Pero algunos años antes del gobierno de Menem y Duhalde, Raúl Alfonsín había sustituido el balcón de la Casa Rosada por la balaustrada del Cabildo para pronunciar su primer discurso ante la muchedumbre agolpada debajo, en la Plaza. La dictadura militar quedaba asociada así con el Ancien régime del virreinato español mientras que los patriotas revolucionarios prefiguraban su propio gobierno y una presunta renovación, o cambio, del contrato social de la Argentina. Hay quienes se alertaron ante esta evocación del pasado revolucionario. Hay quienes se entusiasmaron con la alerta ajena (Alfonsín, después de todo, había denunciado unos días antes al imperialismo que acababa de invadir la isla caribeña de Grenada).

Así como los alumnos prefieren los papeles de los próceres y se niegan a interpretar a los godos durante los actos escolares, los políticos se apresuran a arroparse con los hábitos de los patriotas y a endosarles a sus adversarios la máscara del virrey. Es muy probable que a algún periodista se le ocurra, en el marco del Bicentenario, tildar a la señora Fernández de Kirchner de "virreina" y comparar a los parlamentarios de la oposición con los miembros de la Primera Junta. Pero no hay que descartar tampoco que algún otro le recuerde hasta qué punto este organismo representaba a las élites criollas y desdeñaba, e incluso perseguía, a grandes líderes populares como José Artigas. Unos pueden asegurar que los argentinos precisan independizarse de Brasil o de Venezuela como en otros tiempos se independizaron de España; otros pueden recordar que la división entre los pueblos ya había sido una estratagema colonial de los Borbones. Algún caricaturista puede vestir a Chávez o Lula con el atuendo pomposo de Fernando VII; esto mismo podría llegar a hacerlo otro con Obama. Las conmemoraciones son fiestas, y las fiestas, mascaradas: a través de una interpretación ritual de los grandes mitos colectivos, los vivos representan, por algunos días, a los muertos.

Relatos de la Revolución

Las propias revoluciones de independencia poseían sus narraciones, su poesía y unos padres cuyos sueños se proponían cumplir (los sueños de los padres de la patria son siempre épicos y castos, claro está). Aquellos acontecimientos también tenían esa dimensión carnavalesca y sus protagonistas repetían ya aquella expresión: "hoy como ayer". No es casual que criollos como Bernardo de Monteagudo o José de San Martín formaran parte de una logia denominada Lautaro. Los patriotas solían calzarse las máscaras de los héroes amerindios que habían combatido antaño al opresor español. Esto explica por qué tanto la canción patria argentina como su homóloga uruguaya convierten al emperador Atahualpa en una suerte de padre totémico de ambos pueblos y por qué sus banderas fueron ornadas con un sol incaico. Pero también por qué el ecuatoriano José Joaquín de Olmedo podía presentar a Bolívar como hijo de Huayna Capac en un poema que celebraba la victoria de Junín. Tanto San Martín como Belgrano se habían mostrado incluso favorables a sustituir la monarquía ibérica por la incaica aunque hayan terminado por toparse con el escepticismo de la mayoría de los congresales reunidos en Tucumán.

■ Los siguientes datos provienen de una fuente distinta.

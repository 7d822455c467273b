// src/handlers/rbac.rs

use axum::{extract::State, Json};
use serde_json::{json, Value};
use validator::Validate;

use crate::{
    common::error::AppError,
    config::AppState,
    middleware::{
        auth::CurrentSession,
        rbac::{PermManageRoles, RequirePermission},
    },
    models::rbac::ChangeRolePayload,
};

// Troca o papel de um membro da organização do chamador. Só o dono passa
// pelo guardião.
#[utoipa::path(
    post,
    path = "/api/memberships/role",
    tag = "RBAC",
    request_body = ChangeRolePayload,
    responses(
        (status = 200, description = "Papel atualizado"),
        (status = 403, description = "Só o dono pode trocar papéis"),
        (status = 404, description = "Usuário não é membro da organização")
    ),
    security(("session_cookie" = []))
)]
pub async fn change_member_role(
    State(app_state): State<AppState>,
    CurrentSession(session): CurrentSession,
    _guard: RequirePermission<PermManageRoles>,
    Json(payload): Json<ChangeRolePayload>,
) -> Result<Json<Value>, AppError> {
    payload.validate().map_err(AppError::ValidationError)?;

    app_state
        .rbac_service
        .change_member_role(&session.org_id, &payload.email, payload.role)
        .await?;

    Ok(Json(json!({ "ok": true })))
}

Un miembro fundador de la logia Lautaro, el venezolano Francisco de Miranda, apostrofaba en una de las primeras proclamas independentistas a los hispanoamericanos recordándoles que eran "los descendientes de aquellos ilustres indios, que no queriendo sobrevivir a la esclavitud de su patria, prefirieron una muerte gloriosa a una vida deshonrosa..." Las revoluciones se presentaban como la revancha de los americanos oprimidos desde hacía ya trescientos años. Pero lo curioso es que el mismísimo Miranda, como muchos otros criollos, no dudaba en reclamarse a continuación descendiente de los españoles que habían derramado su sangre para conquistar estas "tierras lejanas" (tierras cuyo gobierno los propios reyes ibéricos les habían cedido a través de una serie de solemnes "capitulaciones"). Las revoluciones se presentaban en este caso como la restitución del poder que los colonos españoles habían perdido. Los criollos no cesaban de identificarse alternativamente con los conquistadores y los conquistados, y este cambio de disfraz resultaba a veces tan vertiginoso que puede pasar desapercibido para el lector más atento.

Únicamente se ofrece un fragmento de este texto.